Problem statement
Your answer should be the lines of the data below that contain "left".

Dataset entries
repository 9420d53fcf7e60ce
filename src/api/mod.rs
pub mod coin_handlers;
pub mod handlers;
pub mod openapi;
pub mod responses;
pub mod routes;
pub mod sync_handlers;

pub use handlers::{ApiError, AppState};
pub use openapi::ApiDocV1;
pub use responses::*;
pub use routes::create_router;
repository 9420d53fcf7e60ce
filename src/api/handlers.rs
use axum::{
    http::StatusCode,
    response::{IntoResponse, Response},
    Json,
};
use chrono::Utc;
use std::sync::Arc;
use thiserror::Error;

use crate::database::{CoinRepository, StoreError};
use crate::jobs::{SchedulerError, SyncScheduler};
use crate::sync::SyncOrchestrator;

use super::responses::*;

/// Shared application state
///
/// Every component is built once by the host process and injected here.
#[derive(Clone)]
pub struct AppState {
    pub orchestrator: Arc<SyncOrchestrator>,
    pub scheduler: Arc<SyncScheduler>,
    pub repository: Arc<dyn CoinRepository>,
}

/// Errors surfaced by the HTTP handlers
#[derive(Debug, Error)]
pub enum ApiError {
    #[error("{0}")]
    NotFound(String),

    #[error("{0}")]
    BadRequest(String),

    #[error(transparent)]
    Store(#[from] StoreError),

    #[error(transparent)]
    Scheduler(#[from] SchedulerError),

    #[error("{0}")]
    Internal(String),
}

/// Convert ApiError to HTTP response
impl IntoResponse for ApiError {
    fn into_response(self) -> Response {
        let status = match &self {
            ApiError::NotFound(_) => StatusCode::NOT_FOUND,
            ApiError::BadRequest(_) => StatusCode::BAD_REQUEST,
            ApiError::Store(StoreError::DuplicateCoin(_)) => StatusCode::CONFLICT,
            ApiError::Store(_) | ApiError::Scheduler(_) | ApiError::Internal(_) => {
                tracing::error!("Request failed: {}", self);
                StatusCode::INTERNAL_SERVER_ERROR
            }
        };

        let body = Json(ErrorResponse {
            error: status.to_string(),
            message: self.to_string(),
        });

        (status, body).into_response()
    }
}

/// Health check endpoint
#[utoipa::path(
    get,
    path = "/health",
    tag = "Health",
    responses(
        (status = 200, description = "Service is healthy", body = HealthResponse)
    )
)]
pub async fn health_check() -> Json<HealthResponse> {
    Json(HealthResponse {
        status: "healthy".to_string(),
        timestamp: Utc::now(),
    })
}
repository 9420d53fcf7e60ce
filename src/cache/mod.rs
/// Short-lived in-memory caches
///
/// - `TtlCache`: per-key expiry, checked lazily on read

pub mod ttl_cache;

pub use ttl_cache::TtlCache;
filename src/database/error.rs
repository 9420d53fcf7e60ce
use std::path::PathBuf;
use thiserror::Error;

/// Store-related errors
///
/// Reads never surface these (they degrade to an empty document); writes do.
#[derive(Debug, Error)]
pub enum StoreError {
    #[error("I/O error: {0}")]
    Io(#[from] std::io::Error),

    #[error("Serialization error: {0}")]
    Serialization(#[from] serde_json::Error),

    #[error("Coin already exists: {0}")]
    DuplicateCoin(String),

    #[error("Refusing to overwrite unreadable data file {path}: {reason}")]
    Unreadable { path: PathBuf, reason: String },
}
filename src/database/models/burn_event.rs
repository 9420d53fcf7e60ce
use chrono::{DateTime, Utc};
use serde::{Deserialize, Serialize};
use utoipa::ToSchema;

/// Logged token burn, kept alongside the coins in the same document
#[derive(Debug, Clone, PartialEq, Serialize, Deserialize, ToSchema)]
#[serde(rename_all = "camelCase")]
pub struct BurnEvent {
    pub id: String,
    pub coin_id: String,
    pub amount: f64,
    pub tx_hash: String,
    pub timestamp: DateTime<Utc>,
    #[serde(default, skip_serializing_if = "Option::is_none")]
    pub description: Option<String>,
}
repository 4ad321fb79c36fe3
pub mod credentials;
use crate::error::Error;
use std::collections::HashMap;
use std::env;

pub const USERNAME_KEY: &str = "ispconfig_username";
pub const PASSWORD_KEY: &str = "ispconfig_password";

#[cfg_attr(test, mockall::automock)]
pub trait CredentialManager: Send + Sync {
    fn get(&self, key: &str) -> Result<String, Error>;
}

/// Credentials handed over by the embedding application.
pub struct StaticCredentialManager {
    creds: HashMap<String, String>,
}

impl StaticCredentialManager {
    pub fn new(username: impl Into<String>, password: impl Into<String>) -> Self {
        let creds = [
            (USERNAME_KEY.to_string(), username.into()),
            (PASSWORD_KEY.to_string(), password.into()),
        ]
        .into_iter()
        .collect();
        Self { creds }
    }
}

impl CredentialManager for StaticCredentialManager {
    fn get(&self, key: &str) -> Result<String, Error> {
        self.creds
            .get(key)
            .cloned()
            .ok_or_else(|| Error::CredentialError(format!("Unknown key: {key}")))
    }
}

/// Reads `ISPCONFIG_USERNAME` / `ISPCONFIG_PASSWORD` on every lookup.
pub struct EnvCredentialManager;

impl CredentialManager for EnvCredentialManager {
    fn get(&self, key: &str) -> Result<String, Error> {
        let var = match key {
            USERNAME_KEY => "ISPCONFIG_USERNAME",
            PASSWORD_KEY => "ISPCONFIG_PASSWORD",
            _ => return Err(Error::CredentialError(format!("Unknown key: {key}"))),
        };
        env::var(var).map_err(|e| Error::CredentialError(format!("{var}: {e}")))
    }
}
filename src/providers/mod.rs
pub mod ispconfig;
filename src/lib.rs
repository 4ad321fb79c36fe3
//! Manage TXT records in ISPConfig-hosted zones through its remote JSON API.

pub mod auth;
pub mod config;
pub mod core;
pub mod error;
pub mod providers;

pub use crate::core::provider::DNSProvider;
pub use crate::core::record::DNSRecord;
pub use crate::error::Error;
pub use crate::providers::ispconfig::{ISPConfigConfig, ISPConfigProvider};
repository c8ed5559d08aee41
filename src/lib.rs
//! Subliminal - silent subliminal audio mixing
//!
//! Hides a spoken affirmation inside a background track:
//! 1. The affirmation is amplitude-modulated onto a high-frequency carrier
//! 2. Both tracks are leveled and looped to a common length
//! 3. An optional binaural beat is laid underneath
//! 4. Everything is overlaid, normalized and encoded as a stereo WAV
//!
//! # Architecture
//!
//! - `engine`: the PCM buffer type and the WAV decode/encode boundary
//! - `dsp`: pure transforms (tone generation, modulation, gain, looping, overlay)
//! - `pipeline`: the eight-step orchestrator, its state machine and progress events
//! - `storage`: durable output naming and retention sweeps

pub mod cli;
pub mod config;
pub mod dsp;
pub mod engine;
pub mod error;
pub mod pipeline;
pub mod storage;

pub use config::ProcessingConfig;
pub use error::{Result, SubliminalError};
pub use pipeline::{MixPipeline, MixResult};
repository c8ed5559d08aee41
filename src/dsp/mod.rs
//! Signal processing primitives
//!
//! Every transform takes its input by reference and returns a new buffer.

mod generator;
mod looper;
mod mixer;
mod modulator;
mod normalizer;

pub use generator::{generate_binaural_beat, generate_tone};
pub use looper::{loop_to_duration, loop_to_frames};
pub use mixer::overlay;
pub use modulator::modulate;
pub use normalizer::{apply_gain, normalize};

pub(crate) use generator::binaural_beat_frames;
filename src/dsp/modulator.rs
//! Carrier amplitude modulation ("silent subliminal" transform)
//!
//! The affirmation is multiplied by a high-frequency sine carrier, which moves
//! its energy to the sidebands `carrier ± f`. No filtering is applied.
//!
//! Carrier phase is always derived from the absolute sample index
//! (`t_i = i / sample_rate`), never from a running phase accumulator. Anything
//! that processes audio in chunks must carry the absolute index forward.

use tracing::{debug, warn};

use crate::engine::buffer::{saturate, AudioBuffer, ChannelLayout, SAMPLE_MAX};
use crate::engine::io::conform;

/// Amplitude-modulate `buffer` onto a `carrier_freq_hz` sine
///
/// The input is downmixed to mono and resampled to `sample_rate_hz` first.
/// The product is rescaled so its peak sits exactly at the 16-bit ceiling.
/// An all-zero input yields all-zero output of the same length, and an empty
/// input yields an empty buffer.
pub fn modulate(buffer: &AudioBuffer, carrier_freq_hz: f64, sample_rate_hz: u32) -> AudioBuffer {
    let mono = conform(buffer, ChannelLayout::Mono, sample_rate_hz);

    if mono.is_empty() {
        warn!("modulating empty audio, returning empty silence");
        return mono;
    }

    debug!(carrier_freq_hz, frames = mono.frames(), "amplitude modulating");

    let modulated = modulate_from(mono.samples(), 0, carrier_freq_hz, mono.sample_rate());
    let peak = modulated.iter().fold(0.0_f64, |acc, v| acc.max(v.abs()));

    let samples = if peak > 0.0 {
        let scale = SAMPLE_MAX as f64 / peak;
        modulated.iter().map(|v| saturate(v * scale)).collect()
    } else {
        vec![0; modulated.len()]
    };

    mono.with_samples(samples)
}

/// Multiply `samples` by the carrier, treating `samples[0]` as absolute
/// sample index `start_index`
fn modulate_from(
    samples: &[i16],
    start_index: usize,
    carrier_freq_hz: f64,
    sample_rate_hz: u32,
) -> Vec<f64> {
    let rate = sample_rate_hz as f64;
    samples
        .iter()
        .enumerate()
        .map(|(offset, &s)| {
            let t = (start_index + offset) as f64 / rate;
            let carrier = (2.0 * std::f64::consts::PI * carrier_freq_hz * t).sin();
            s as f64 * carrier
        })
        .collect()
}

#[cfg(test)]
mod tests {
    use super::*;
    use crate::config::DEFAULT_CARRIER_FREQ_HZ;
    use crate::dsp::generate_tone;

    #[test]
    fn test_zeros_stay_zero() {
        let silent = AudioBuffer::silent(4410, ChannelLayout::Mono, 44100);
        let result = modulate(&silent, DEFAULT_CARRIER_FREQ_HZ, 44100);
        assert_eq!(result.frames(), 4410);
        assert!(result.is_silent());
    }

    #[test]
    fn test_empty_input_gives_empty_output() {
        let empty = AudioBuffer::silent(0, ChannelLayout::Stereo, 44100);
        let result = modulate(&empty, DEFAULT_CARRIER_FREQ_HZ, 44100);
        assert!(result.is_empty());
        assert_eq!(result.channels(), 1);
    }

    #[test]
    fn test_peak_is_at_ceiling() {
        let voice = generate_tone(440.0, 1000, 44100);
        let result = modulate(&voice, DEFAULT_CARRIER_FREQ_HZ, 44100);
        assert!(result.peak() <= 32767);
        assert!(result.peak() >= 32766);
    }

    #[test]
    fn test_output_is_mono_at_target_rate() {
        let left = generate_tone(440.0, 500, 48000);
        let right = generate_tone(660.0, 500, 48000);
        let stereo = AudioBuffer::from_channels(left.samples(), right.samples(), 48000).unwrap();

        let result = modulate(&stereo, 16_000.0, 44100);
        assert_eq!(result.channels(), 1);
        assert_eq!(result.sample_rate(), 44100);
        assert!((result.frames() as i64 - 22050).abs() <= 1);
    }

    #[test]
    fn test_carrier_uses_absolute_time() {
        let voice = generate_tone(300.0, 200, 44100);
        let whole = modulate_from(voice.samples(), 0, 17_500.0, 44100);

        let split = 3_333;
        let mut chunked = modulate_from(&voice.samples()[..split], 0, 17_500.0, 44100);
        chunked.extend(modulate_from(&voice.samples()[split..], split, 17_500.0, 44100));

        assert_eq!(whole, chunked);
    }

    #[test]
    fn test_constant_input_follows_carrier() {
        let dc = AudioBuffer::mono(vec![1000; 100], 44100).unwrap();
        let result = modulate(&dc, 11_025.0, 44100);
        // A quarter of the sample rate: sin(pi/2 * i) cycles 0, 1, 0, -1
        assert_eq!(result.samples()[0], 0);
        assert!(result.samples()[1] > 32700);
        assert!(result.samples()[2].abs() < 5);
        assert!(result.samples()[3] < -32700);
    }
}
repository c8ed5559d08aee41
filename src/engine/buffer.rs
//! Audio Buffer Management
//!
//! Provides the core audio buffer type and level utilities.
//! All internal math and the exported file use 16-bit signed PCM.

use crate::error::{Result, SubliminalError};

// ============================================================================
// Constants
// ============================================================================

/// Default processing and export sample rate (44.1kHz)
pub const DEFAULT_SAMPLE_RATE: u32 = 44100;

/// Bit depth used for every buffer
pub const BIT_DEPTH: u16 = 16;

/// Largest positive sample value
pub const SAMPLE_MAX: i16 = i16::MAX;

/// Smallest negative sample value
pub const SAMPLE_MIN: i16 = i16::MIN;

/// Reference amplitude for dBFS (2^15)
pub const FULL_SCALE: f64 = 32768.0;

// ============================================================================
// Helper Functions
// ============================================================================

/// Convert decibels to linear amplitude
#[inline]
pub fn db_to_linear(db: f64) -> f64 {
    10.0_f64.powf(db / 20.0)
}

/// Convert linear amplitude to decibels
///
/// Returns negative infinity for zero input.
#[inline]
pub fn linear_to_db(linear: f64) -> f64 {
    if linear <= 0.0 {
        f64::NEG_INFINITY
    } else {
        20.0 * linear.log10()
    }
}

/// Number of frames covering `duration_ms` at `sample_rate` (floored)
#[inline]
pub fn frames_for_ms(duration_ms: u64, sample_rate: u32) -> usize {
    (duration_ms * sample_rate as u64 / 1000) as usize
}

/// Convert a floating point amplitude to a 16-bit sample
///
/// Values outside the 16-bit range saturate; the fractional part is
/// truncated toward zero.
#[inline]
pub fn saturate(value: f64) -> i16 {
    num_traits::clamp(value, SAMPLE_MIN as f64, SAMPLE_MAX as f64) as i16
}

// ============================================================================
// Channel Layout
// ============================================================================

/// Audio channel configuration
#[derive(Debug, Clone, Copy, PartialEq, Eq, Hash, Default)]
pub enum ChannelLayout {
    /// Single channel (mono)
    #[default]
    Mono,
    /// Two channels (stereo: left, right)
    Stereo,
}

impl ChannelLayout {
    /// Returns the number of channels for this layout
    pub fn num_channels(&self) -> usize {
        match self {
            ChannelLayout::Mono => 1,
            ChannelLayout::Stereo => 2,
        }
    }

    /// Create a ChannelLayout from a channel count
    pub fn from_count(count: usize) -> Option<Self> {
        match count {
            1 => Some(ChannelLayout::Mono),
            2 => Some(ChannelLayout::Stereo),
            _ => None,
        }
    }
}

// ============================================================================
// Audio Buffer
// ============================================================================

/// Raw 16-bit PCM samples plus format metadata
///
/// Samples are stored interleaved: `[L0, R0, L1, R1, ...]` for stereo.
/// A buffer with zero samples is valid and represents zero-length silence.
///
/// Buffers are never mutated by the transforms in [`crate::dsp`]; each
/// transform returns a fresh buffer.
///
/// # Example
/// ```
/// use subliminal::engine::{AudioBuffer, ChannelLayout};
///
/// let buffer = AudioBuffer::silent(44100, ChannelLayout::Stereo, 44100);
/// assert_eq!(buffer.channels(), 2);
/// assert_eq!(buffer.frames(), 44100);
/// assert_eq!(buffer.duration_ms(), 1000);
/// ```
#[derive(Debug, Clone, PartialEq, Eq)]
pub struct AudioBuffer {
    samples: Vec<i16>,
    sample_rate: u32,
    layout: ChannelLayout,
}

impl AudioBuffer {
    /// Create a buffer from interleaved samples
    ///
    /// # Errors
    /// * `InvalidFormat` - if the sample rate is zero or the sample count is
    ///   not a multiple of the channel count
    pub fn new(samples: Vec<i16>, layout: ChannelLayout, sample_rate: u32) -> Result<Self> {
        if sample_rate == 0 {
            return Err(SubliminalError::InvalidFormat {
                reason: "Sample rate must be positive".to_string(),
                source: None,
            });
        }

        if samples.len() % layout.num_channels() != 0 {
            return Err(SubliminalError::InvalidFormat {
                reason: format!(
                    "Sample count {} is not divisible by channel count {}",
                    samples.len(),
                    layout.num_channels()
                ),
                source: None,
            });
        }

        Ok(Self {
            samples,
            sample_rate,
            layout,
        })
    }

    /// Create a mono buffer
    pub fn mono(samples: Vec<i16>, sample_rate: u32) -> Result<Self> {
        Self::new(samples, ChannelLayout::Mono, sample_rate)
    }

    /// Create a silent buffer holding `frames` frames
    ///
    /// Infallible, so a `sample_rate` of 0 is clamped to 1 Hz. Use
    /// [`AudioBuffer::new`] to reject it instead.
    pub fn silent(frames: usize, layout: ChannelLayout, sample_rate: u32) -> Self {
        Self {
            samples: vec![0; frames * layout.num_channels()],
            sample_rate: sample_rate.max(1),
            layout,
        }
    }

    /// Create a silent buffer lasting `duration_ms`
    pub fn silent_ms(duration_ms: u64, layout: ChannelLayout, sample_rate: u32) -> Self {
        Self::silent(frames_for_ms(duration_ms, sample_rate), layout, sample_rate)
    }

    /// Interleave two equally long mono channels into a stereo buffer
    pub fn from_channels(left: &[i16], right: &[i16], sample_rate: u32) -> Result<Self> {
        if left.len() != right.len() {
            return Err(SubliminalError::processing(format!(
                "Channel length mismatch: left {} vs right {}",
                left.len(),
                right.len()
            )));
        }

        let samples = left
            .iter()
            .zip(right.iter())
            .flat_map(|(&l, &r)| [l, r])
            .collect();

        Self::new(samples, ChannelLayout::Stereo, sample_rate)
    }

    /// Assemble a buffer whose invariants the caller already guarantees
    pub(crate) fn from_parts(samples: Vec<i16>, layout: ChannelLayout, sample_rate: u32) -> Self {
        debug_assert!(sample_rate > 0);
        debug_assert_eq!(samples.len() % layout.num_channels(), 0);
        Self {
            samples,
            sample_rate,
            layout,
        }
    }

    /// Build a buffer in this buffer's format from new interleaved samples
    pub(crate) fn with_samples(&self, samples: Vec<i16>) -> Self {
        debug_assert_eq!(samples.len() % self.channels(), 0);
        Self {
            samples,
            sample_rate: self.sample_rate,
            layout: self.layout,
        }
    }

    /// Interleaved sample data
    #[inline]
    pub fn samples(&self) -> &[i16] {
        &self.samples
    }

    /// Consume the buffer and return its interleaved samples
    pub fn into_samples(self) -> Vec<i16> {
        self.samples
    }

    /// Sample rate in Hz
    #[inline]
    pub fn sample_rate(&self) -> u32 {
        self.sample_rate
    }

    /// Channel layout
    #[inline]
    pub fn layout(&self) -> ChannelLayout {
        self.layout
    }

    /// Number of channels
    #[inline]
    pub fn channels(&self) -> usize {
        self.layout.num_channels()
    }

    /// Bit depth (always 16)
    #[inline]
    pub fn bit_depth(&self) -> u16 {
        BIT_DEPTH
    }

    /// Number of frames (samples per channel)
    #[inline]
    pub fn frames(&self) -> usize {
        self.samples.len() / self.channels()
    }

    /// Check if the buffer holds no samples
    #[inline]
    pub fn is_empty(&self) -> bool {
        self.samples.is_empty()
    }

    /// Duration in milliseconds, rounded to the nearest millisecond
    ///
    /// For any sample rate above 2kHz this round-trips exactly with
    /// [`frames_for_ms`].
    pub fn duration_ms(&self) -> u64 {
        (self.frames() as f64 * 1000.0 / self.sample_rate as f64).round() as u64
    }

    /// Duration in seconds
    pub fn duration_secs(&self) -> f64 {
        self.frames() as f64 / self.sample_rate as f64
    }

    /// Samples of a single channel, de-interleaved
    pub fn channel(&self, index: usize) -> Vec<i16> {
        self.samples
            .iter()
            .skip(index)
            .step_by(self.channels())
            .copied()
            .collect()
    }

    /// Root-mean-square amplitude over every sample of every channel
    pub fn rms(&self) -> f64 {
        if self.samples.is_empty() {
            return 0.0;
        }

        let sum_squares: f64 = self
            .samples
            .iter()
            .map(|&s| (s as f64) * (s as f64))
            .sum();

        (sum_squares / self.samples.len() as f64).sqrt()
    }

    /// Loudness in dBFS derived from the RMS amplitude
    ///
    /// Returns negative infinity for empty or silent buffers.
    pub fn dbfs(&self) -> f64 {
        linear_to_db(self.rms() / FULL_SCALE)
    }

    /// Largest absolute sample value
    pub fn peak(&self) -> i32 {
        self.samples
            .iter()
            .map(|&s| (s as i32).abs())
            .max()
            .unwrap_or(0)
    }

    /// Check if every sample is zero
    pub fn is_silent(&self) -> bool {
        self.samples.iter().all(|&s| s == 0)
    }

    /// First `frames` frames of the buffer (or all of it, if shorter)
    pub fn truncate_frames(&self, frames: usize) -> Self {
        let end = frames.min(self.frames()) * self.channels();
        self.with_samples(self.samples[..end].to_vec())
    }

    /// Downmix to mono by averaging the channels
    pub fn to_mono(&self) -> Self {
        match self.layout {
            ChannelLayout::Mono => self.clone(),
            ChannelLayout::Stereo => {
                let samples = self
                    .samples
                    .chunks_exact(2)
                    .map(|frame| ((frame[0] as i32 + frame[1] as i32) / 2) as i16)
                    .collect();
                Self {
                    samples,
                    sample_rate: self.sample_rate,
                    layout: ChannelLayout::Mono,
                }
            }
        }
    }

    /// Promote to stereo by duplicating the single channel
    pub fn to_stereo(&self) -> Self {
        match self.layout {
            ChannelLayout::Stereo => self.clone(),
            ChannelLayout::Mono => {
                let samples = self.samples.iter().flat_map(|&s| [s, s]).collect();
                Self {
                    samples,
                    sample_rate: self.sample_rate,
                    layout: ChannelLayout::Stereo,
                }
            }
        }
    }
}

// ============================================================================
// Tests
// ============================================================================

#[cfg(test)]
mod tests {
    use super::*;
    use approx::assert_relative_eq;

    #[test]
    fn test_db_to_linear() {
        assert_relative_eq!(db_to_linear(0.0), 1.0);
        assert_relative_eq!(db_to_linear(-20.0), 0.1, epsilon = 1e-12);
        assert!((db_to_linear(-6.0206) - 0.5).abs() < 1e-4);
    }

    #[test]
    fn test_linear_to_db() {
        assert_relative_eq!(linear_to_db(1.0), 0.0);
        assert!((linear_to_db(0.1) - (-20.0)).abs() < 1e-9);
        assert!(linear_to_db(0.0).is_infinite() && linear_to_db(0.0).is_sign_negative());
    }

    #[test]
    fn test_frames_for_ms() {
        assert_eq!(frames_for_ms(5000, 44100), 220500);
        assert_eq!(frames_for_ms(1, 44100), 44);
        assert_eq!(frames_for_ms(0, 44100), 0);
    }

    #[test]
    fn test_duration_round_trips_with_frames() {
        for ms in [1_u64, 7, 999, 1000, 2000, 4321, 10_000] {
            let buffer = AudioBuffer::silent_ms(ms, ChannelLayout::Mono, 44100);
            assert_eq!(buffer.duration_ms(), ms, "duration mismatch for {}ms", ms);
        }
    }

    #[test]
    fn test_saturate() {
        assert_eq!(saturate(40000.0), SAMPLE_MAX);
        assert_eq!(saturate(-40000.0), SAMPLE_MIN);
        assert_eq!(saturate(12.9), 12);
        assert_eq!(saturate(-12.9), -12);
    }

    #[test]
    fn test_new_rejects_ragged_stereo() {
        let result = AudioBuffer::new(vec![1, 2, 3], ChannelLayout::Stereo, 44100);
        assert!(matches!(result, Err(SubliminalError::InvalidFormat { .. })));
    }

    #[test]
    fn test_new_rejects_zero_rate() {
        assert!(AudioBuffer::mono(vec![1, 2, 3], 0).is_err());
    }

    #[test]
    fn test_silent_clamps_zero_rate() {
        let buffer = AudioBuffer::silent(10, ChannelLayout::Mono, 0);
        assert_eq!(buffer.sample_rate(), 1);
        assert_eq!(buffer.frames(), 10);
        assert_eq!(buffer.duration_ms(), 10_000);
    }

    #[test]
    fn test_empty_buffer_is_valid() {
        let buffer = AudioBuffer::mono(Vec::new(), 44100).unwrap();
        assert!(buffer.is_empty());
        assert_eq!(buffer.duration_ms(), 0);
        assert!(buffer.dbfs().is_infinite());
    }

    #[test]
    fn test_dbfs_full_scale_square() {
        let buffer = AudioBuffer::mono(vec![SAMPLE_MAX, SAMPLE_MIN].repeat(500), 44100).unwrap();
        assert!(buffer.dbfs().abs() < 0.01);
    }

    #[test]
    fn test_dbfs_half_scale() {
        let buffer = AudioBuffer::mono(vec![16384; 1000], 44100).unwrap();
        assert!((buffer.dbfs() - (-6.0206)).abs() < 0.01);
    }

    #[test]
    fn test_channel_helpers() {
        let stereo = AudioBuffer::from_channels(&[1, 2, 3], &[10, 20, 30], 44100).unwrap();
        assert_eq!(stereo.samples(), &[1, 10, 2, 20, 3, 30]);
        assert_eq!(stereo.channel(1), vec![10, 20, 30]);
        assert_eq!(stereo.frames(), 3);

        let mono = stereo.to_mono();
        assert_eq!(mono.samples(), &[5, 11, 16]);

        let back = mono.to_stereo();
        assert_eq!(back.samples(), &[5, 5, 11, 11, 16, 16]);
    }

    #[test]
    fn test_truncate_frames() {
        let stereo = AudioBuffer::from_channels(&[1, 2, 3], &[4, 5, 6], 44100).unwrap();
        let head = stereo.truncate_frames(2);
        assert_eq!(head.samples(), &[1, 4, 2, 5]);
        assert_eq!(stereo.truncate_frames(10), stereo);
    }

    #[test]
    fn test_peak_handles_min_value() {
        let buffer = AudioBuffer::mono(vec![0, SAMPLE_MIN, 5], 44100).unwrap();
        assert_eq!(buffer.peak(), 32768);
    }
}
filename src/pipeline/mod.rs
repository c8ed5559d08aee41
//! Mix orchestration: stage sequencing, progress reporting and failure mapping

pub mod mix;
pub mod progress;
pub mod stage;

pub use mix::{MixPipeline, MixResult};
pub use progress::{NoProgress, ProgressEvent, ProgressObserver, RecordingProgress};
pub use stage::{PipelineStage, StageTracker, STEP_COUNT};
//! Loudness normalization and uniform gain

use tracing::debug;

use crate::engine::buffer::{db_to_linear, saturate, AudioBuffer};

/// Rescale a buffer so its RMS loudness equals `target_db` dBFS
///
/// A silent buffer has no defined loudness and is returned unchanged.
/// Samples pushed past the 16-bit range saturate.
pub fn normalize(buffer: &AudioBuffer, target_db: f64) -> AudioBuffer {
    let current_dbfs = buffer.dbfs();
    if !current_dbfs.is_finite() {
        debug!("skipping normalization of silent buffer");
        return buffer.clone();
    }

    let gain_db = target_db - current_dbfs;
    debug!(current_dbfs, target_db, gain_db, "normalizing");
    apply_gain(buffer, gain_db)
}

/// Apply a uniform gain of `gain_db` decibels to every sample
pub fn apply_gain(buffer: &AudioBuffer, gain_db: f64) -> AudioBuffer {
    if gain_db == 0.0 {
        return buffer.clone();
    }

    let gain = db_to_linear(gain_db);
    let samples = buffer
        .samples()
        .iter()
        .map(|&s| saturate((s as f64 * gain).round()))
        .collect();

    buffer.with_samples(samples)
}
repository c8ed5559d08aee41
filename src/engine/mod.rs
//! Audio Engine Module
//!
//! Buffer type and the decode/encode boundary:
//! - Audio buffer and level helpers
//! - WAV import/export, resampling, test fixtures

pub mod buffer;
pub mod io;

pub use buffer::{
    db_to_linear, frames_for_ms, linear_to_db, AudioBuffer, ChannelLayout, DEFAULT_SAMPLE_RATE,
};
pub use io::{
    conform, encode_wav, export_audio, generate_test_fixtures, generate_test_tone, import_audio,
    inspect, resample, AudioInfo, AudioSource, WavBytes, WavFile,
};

Output
        let left = generate_tone(440.0, 500, 48000);
        let stereo = AudioBuffer::from_channels(left.samples(), right.samples(), 48000).unwrap();
    /// Two channels (stereo: left, right)
    pub fn from_channels(left: &[i16], right: &[i16], sample_rate: u32) -> Result<Self> {
        if left.len() != right.len() {
                "Channel length mismatch: left {} vs right {}",
                left.len(),
        let samples = left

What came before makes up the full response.